The result should be every line of the listing that contains "final".

++++++++

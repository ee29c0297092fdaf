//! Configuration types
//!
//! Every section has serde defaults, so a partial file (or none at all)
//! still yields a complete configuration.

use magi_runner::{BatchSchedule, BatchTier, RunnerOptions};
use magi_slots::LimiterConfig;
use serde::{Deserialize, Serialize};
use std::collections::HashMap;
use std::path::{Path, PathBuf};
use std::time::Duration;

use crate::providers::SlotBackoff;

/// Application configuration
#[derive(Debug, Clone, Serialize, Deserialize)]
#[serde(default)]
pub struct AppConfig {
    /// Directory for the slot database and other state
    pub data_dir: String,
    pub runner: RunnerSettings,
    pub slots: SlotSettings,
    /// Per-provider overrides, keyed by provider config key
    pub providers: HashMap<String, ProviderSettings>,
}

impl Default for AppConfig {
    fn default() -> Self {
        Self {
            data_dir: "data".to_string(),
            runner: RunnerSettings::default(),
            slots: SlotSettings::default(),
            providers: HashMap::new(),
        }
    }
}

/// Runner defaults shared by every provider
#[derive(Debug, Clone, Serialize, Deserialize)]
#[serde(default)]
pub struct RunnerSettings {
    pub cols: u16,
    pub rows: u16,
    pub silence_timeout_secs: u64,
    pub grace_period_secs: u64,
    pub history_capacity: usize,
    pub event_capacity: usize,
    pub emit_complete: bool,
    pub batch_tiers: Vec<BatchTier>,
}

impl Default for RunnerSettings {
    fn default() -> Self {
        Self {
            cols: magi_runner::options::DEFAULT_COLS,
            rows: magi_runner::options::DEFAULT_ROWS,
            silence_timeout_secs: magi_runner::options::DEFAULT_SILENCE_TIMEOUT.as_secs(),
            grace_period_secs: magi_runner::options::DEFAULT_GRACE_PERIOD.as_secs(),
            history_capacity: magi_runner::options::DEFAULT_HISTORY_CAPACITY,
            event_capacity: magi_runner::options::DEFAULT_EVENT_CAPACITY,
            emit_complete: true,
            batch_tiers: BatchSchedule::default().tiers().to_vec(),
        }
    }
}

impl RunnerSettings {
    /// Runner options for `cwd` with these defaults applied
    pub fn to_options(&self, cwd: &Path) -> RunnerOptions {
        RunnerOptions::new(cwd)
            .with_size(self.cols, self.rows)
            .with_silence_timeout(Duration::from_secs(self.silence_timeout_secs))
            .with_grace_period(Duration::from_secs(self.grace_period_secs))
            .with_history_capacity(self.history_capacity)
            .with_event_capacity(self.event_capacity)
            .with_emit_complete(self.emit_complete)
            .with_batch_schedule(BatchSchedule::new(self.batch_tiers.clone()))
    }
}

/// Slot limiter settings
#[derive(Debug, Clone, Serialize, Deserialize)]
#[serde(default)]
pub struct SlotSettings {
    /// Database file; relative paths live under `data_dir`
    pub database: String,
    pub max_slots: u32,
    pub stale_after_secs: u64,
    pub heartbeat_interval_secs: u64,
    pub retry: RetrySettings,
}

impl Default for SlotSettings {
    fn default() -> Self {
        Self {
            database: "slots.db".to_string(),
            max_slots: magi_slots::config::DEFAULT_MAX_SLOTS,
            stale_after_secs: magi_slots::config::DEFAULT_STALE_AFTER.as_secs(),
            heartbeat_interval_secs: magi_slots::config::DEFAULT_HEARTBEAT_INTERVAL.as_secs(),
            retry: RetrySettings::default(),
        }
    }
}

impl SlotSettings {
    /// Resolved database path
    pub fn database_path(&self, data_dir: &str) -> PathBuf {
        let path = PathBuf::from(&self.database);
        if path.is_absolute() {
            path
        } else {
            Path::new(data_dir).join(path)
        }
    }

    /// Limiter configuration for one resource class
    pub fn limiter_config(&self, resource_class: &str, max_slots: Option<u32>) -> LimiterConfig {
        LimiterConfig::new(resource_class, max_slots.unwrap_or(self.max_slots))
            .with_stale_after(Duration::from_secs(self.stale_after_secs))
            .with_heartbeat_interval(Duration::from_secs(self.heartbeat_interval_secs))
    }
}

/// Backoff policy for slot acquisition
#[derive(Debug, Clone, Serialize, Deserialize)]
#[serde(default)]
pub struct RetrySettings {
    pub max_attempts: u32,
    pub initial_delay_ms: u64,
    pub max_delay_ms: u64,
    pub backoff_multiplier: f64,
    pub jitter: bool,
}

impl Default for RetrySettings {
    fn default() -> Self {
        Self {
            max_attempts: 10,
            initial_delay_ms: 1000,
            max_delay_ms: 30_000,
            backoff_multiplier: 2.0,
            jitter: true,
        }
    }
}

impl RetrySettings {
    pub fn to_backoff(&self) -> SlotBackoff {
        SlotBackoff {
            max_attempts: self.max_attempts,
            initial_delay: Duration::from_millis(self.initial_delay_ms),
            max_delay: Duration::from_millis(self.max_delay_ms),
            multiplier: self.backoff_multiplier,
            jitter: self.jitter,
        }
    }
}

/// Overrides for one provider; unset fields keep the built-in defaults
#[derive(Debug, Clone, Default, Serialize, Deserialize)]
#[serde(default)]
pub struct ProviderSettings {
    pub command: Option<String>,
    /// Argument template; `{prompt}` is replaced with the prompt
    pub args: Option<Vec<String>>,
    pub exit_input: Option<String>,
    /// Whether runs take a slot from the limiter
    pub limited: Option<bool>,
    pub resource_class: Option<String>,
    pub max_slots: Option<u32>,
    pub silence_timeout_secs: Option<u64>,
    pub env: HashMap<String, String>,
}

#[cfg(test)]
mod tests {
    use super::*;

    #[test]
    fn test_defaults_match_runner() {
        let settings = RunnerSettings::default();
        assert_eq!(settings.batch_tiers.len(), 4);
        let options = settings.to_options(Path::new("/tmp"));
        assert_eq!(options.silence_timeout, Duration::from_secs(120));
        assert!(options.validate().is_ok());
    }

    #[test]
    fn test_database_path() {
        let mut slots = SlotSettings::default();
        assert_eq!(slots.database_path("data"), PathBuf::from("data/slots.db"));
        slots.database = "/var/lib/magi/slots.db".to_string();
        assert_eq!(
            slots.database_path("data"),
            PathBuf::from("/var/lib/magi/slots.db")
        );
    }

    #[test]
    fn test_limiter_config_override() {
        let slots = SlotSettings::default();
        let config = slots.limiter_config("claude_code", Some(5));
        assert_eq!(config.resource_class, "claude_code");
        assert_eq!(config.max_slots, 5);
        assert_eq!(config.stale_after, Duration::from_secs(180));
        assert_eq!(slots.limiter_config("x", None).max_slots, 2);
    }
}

++++++++

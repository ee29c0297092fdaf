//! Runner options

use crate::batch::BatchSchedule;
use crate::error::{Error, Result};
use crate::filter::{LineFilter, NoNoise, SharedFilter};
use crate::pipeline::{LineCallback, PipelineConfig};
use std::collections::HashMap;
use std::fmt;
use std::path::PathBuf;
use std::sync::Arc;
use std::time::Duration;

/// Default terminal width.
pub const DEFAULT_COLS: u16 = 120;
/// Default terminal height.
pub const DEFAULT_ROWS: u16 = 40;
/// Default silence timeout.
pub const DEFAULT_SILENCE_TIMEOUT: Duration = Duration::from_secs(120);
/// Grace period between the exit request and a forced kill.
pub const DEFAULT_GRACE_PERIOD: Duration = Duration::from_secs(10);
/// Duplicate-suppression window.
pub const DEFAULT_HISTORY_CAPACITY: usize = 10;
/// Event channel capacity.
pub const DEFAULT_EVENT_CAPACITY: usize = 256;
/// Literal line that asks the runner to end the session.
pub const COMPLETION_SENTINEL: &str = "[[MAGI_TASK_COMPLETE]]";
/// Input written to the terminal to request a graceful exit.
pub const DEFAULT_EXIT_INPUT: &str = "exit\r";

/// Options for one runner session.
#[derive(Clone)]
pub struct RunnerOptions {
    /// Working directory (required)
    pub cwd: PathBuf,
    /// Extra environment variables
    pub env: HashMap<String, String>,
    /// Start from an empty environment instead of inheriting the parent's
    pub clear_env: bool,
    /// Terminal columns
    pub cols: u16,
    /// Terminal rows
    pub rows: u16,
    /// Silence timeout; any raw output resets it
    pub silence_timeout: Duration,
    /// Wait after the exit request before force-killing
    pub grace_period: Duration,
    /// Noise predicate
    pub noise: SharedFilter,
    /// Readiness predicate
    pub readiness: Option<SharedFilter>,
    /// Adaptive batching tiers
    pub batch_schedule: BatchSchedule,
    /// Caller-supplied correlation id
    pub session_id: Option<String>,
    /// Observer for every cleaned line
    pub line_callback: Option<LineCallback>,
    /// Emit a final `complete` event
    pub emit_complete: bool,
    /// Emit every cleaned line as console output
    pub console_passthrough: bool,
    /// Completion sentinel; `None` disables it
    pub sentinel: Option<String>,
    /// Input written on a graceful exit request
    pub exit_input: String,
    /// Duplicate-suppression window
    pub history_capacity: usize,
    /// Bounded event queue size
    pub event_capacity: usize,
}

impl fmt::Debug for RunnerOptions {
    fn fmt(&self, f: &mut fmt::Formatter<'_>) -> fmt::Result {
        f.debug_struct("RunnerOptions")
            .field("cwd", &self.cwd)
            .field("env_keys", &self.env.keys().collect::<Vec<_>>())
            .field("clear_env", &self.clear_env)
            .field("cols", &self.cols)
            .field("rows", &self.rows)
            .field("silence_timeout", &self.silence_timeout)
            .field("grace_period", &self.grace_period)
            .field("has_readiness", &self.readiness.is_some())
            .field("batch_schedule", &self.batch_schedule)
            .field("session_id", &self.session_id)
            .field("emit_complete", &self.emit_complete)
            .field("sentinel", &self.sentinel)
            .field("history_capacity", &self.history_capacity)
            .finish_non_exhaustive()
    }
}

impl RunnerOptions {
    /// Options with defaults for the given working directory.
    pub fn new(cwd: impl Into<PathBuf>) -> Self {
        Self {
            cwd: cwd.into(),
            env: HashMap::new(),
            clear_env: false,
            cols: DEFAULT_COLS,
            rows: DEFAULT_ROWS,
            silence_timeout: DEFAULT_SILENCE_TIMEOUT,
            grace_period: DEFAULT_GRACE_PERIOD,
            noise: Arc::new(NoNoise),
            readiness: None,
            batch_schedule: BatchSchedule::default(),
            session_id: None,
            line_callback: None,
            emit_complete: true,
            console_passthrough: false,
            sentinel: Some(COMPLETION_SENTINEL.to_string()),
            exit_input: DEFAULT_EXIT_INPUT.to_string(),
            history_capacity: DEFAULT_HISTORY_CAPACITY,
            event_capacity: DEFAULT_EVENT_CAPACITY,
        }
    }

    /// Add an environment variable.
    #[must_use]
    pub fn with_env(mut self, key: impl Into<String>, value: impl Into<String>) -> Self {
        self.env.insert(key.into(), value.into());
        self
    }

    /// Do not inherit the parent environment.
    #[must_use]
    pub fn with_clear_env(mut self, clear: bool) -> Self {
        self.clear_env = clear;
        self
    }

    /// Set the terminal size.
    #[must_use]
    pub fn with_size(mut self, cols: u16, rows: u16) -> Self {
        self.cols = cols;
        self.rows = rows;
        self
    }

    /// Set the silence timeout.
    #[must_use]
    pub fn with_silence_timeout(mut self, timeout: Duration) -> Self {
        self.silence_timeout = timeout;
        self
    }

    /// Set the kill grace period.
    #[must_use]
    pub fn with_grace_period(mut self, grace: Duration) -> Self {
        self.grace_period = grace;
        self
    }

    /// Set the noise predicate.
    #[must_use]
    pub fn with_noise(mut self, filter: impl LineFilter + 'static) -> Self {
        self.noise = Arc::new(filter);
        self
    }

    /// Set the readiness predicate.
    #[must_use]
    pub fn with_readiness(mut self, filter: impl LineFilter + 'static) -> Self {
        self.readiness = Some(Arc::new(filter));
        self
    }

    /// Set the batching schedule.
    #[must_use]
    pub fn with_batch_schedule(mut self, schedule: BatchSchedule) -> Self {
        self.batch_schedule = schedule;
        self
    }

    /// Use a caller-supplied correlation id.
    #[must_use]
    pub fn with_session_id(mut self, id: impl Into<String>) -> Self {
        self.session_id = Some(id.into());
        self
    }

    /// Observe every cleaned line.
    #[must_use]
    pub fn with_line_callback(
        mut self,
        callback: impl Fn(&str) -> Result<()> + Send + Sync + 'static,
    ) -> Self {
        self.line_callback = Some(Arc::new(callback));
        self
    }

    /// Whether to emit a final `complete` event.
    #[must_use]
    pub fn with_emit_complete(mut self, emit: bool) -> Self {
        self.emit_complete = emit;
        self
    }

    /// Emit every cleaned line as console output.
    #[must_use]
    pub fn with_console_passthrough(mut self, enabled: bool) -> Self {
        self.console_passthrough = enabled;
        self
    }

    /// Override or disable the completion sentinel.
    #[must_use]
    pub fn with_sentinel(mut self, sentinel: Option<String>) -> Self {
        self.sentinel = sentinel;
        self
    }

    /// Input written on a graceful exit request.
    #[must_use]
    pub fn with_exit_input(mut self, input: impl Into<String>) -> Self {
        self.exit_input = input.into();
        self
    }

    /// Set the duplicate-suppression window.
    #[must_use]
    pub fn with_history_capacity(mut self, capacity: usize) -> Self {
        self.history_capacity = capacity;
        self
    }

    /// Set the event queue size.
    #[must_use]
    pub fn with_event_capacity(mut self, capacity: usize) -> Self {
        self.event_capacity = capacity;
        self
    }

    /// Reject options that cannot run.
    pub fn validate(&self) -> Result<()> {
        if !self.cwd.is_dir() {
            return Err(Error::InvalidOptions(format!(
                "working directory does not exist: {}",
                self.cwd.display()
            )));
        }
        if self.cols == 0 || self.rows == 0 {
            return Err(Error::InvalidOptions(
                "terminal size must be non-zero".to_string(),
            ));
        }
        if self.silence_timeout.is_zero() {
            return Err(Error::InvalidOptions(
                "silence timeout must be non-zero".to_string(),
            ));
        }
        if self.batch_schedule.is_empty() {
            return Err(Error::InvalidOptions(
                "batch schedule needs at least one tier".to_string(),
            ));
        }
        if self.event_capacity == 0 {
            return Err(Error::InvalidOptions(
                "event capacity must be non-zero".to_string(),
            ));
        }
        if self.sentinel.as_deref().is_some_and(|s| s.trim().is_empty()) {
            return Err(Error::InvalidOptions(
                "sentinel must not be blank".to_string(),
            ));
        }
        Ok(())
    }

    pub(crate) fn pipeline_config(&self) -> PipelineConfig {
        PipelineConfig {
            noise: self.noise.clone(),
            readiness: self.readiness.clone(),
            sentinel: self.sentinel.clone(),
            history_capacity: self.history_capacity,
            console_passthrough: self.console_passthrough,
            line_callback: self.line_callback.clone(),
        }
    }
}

++++++++

WRITTEN ANSWER –
    /// Emit a final `complete` event
    /// Whether to emit a final `complete` event.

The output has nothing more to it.